The plunger is loaded with a spiral spring, and has a ball valve, as shown. Intermediate between this small reservoir and the main oil tank is another set of valves, shown in fig. 49. It will be seen that the suction of the pump will draw the oil up, the small and lower ball valve, of course, allowing it to pass freely. On the down stroke the lower valve will be automatically closed, and the oil will be put under pressure, this being determined by the load on the plunger valve, which is adjustable by means of the screw S, fig. 48. When the required pressure in the pipe P, figs. 45 and 49, has been attained, the plunger valve lifts on each stroke and the surplus oil flows through the plunger into the small reservoir R. The latter is at about the same level as another still smaller reservoir M (shown in figs. 47 and 50), a flow of oil being established between the two by means of a pipe Q (see figs. 48 and 50). In the reservoir R is fitted an overflow pipe, so that the oil cannot rise beyond a certain level; hence the head of oil in the smaller one M is always constant.
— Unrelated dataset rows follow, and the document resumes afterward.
//! Two-Pool Estimator
//!
//! ## Pools
//!
//! Every learned quantity is tracked by two independent [`Kalman1D`] filters:
//!
//! - **auto**: fed continuously by passive observation
//! - **button**: fed only by explicit user confirmation
//!
//! Neither pool ever sees the other's samples and neither is capped or frozen.
//! The auto pool follows genuine environmental drift (furniture moves, a door
//! that is usually open) while the button pool keeps what the user asserted.
//!
//! ## Fusion
//!
//! ```text
//! w_a = n_auto
//! w_b = n_button × BUTTON_WEIGHT_MULTIPLIER
//!
//! estimate = (w_a·x_a + w_b·x_b) / (w_a + w_b)
//! variance = (w_a·p_a + w_b·p_b) / (w_a + w_b)
//! samples  = w_a + w_b
//! ```
//!
//! An empty pool drops out; with both empty the auto pool's default (0.0)
//! is reported.
//!
//! ```rust
//! use roomprint_core::correlation::DualPoolEstimator;
//!
//! let mut pools = DualPoolEstimator::default();
//! for _ in 0..100 {
//!     pools.update(0.0, None);
//!     pools.update_button(30.0, None);
//! }
//! // Button confirmations count twice
//! assert!((pools.estimate() - 20.0).abs() < 1e-9);
//! assert_eq!(pools.sample_count(), 300);
//! ```

use serde::{Deserialize, Serialize};

use crate::constants::correlation::{
    BUTTON_WEIGHT_MULTIPLIER, PROFILE_MEASUREMENT_NOISE, PROFILE_PROCESS_NOISE,
};
use crate::errors::{ConfigError, ConfigResult, RecordError, RecordResult};
use crate::filters::{Kalman1D, KalmanConfig, KalmanRecord};
use crate::logging::log_info;
use crate::record::PortableRecord;
use crate::scoring;
use crate::time::Timestamp;

/// Two-pool estimator configuration
#[derive(Debug, Clone, Copy, PartialEq, Serialize, Deserialize)]
#[serde(default)]
pub struct EstimatorConfig {
    /// Kalman parameters shared by both pools
    pub kalman: KalmanConfig,
    /// Weight of one button sample relative to one auto sample
    pub button_weight: u64,
}

impl Default for EstimatorConfig {
    fn default() -> Self {
        Self {
            kalman: KalmanConfig::default()
                .with_process_noise(PROFILE_PROCESS_NOISE)
                .with_measurement_noise(PROFILE_MEASUREMENT_NOISE),
            button_weight: BUTTON_WEIGHT_MULTIPLIER,
        }
    }
}

impl EstimatorConfig {
    /// Set the pools' Kalman parameters
    pub fn with_kalman(mut self, kalman: KalmanConfig) -> Self {
        self.kalman = kalman;
        self
    }

    /// Set the button weight multiplier
    pub fn with_button_weight(mut self, weight: u64) -> Self {
        self.button_weight = weight;
        self
    }

    /// Check parameter domains
    pub fn validate(&self) -> ConfigResult<()> {
        if self.button_weight == 0 {
            return Err(ConfigError::invalid("button_weight", 0.0, "must be >= 1"));
        }
        self.kalman.validate()
    }
}

/// Persisted pools
///
/// Older single-pool records stored the Kalman fields at the top level. They
/// are read into the auto pool.
#[derive(Debug, Clone, PartialEq, Default, Serialize, Deserialize)]
pub struct EstimatorRecord {
    /// Auto pool
    #[serde(default, skip_serializing_if = "Option::is_none")]
    pub auto: Option<KalmanRecord>,
    /// Button pool, empty when absent
    #[serde(default, skip_serializing_if = "Option::is_none")]
    pub button: Option<KalmanRecord>,
    /// Single-pool layout
    #[serde(flatten)]
    pub legacy: KalmanRecord,
}

impl EstimatorRecord {
    fn has_legacy_pool(&self) -> bool {
        self.legacy.estimate.is_some()
            || self.legacy.variance.is_some()
            || self.legacy.sample_count.is_some()
    }
}

/// Auto and button Kalman pools fused by weighted sample count
#[derive(Debug, Clone, PartialEq)]
pub struct DualPoolEstimator {
    auto: Kalman1D,
    button: Kalman1D,
    button_weight: u64,
}

impl Default for DualPoolEstimator {
    fn default() -> Self {
        Self::new(EstimatorConfig::default())
    }
}

impl DualPoolEstimator {
    /// Create with both pools empty
    pub fn new(config: EstimatorConfig) -> Self {
        Self {
            auto: Kalman1D::new(config.kalman),
            button: Kalman1D::new(config.kalman),
            button_weight: config.button_weight,
        }
    }

    /// Feed the auto pool, returning the fused estimate
    pub fn update(&mut self, value: f64, timestamp: Option<Timestamp>) -> f64 {
        self.auto.update(value, timestamp);
        self.estimate()
    }

    /// Feed the button pool, returning the fused estimate
    pub fn update_button(&mut self, value: f64, timestamp: Option<Timestamp>) -> f64 {
        self.button.update(value, timestamp);
        self.estimate()
    }

    fn weights(&self) -> (f64, f64) {
        let auto = self.auto.sample_count();
        let button = self.button.sample_count().saturating_mul(self.button_weight);
        (auto as f64, button as f64)
    }

    fn blend(&self, auto: f64, button: f64) -> f64 {
        let (w_a, w_b) = self.weights();
        if w_b == 0.0 {
            auto
        } else if w_a == 0.0 {
            button
        } else {
            (w_a * auto + w_b * button) / (w_a + w_b)
        }
    }

    /// Fused estimate
    pub fn estimate(&self) -> f64 {
        self.blend(self.auto.estimate(), self.button.estimate())
    }

    /// Fused variance
    pub fn variance(&self) -> f64 {
        self.blend(self.auto.variance(), self.button.variance())
    }

    /// Weighted sample count: auto + button × multiplier
    pub fn sample_count(&self) -> u64 {
        self.auto
            .sample_count()
            .saturating_add(self.button.sample_count().saturating_mul(self.button_weight))
    }

    /// |observed - estimate| / σ on the fused values, 0 when variance ≤ 0
    pub fn z_score(&self, observed: f64) -> f64 {
        scoring::z_score(observed, self.estimate(), self.variance())
    }

    /// Auto pool
    pub fn auto(&self) -> &Kalman1D {
        &self.auto
    }

    /// Button pool
    pub fn button(&self) -> &Kalman1D {
        &self.button
    }

    /// Whether the button pool holds any samples
    pub fn has_button_samples(&self) -> bool {
        self.button.sample_count() > 0
    }

    /// Forget user confirmations, keep passive learning
    pub fn reset_training(&mut self) {
        self.button.reset();
    }

    /// Reset both pools' variance so a new session has proportionate influence
    pub fn begin_training_session(&mut self) {
        self.auto.reset_variance_only(None);
        self.button.reset_variance_only(None);
    }
}

impl PortableRecord for DualPoolEstimator {
    type Record = EstimatorRecord;
    type Config = EstimatorConfig;

    fn to_record(&self) -> EstimatorRecord {
        EstimatorRecord {
            auto: Some(self.auto.to_record()),
            button: Some(self.button.to_record()),
            legacy: KalmanRecord::default(),
        }
    }

    fn from_record(record: EstimatorRecord, config: &EstimatorConfig) -> RecordResult<Self> {
        let legacy = record.has_legacy_pool();
        let auto = match record.auto {
            Some(auto) => Kalman1D::from_record(auto, &config.kalman)?,
            None if legacy => {
                log_info!("Migrating single-pool record into the auto pool");
                Kalman1D::from_record(record.legacy, &config.kalman)?
            }
            None => return Err(RecordError::MissingField { field: "auto" }),
        };
        let button = match record.button {
            Some(button) => Kalman1D::from_record(button, &config.kalman)?,
            None => Kalman1D::new(config.kalman),
        };

        Ok(Self {
            auto,
            button,
            button_weight: config.button_weight,
        })
    }
}

#[cfg(test)]
mod tests {
    use super::*;
    use serde_json::json;

    #[test]
    fn empty_pools_report_default() {
        let pools = DualPoolEstimator::default();
        assert_eq!(pools.estimate(), 0.0);
        assert_eq!(pools.variance(), 0.0);
        assert_eq!(pools.sample_count(), 0);
        assert_eq!(pools.z_score(-50.0), 0.0);
    }

    #[test]
    fn single_pool_falls_through() {
        let mut pools = DualPoolEstimator::default();
        pools.update_button(12.0, None);
        assert_eq!(pools.estimate(), 12.0);
        assert_eq!(pools.sample_count(), 2);
        assert!(pools.has_button_samples());

        let mut auto_only = DualPoolEstimator::default();
        auto_only.update(-4.0, None);
        assert_eq!(auto_only.estimate(), -4.0);
        assert_eq!(auto_only.variance(), PROFILE_MEASUREMENT_NOISE);
    }

    #[test]
    fn auto_dominates_with_volume() {
        let mut pools = DualPoolEstimator::default();
        for _ in 0..1000 {
            pools.update(0.0, None);
        }
        for _ in 0..50 {
            pools.update_button(30.0, None);
        }
        assert!(pools.estimate() < 10.0);
        assert_eq!(pools.sample_count(), 1100);
    }

    #[test]
    fn pools_never_mix() {
        let mut pools = DualPoolEstimator::default();
        for _ in 0..20 {
            pools.update(5.0, None);
        }
        pools.update_button(-5.0, None);
        assert_eq!(pools.auto().estimate(), 5.0);
        assert_eq!(pools.button().estimate(), -5.0);
    }

    #[test]
    fn reset_training_keeps_auto() {
        let mut pools = DualPoolEstimator::default();
        pools.update(3.0, None);
        pools.update_button(9.0, None);
        pools.reset_training();
        assert!(!pools.has_button_samples());
        assert_eq!(pools.estimate(), 3.0);
    }

    #[test]
    fn training_session_widens_variance() {
        let mut pools = DualPoolEstimator::default();
        for _ in 0..200 {
            pools.update(7.0, None);
        }
        let settled = pools.variance();
        pools.begin_training_session();
        assert!(pools.variance() > settled);
        assert_eq!(pools.estimate(), 7.0);
    }

    #[test]
    fn record_round_trip_is_exact() {
        let mut pools = DualPoolEstimator::default();
        for (i, v) in [1.3, 2.9, 0.4, 1.7].iter().enumerate() {
            pools.update(*v, Some(i as f64));
        }
        pools.update_button(-0.6, Some(9.5));

        let restored = DualPoolEstimator::from_portable_record(&pools.to_portable_record()).unwrap();
        assert_eq!(restored, pools);
    }

    #[test]
    fn legacy_record_migrates_to_auto() {
        let legacy = json!({ "estimate": 6.5, "variance": 1.25, "samples": 42 });
        let pools = DualPoolEstimator::from_portable_record(&legacy).unwrap();
        assert_eq!(pools.auto().estimate(), 6.5);
        assert_eq!(pools.auto().sample_count(), 42);
        assert!(!pools.has_button_samples());
        assert_eq!(pools.sample_count(), 42);
    }

    #[test]
    fn record_without_pools_fails() {
        assert_eq!(
            DualPoolEstimator::from_portable_record(&json!({})),
            Err(RecordError::MissingField { field: "auto" })
        );
    }

    #[test]
    fn config_validation() {
        assert!(EstimatorConfig::default().validate().is_ok());
        assert!(EstimatorConfig::default().with_button_weight(0).validate().is_err());
    }
}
On the suction stroke a partial vacuum is formed in the engine cylinder, consequently the pressure in the vapouriser drops somewhat below that of the atmosphere, and this small difference in pressure is enough to cause the oil to rise in the small passage X, fig. 45, beyond its normal level, and overflow into the vapourising chamber, as previously described. The valve or nipper N is shown open in the diagram, fig. 45, and all that is required to stop the engine when running is to drop the small handle L, fig. 45, when the valve will close, due to the spring S. The air vessel shown in fig. 49 is in communication with the pipe leading to the blow lamp. A pressure gauge can also be fitted, although it is not in any way a necessity.

The ratchet wheel and pawl shown in fig. 48 are part of the lubricator. The wheel drives a brass or gun-metal plug, producing an intermittent rotary motion. The plug has a small hole in its periphery, which becomes filled with oil when it is at the upper part of its travel, and empties the oil out into a discharge pipe T, when it is inverted, and is then led away and applied to the piston at the required spot. Fig. 51 shows this arrangement in section.